(Data under study):

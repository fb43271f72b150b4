//! Failure classifier - amplitude floor followed by a band lookup

use serde::Serialize;
use tracing::debug;

use super::FrequencyBand;
use crate::config::ClassifierConfig;
use crate::types::{Diagnosis, FailureCategory, Peak};

/// One line of the diagnostic reference shown next to a result.
#[derive(Debug, Clone, PartialEq, Serialize)]
pub struct ReferenceRow {
    pub range: String,
    pub category: FailureCategory,
    pub label: &'static str,
    pub advice: &'static str,
}

/// Maps a spectrum peak to a [`FailureCategory`].
///
/// Stateless apart from its policy; classifying the same peak twice always
/// gives the same category.
#[derive(Debug, Clone, Default)]
pub struct FailureClassifier {
    config: ClassifierConfig,
}

impl FailureClassifier {
    pub fn new(config: ClassifierConfig) -> Self {
        Self { config }
    }

    /// Classify a peak.
    ///
    /// A peak with no energy, or one below the amplitude floor, is NORMAL
    /// whatever its frequency. Otherwise the first band containing the peak
    /// frequency decides; a frequency outside every band is ANOMALOUS.
    pub fn classify(&self, peak: &Peak) -> Diagnosis {
        let silent = peak.magnitude <= 0.0;
        let category = if silent || peak.magnitude < self.config.amplitude_floor_g {
            FailureCategory::Normal
        } else {
            self.band_for(peak.frequency)
                .map_or(FailureCategory::Anomalous, |band| band.category)
        };

        debug!(
            frequency_hz = peak.frequency,
            magnitude_g = peak.magnitude,
            category = ?category,
            "Peak classified"
        );

        Diagnosis {
            category,
            peak: *peak,
        }
    }

    /// First configured band containing `frequency`.
    pub fn band_for(&self, frequency: f64) -> Option<&FrequencyBand> {
        self.config.bands.iter().find(|band| band.contains(frequency))
    }

    /// Configured bands as presentable rows, lowest frequency first.
    pub fn reference_guide(&self) -> Vec<ReferenceRow> {
        self.config
            .bands
            .iter()
            .map(|band| ReferenceRow {
                range: band.range_label(),
                category: band.category,
                label: band.category.label(),
                advice: band.category.advice(),
            })
            .collect()
    }
}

(Activity):
At the line with "pub fn reference_guide(&self)", begin reproducing the material above exactly, and continue through its last line.

(Solved exercise):
    pub fn reference_guide(&self) -> Vec<ReferenceRow> {
        self.config
            .bands
            .iter()
            .map(|band| ReferenceRow {
                range: band.range_label(),
                category: band.category,
                label: band.category.label(),
                advice: band.category.advice(),
            })
            .collect()
    }
}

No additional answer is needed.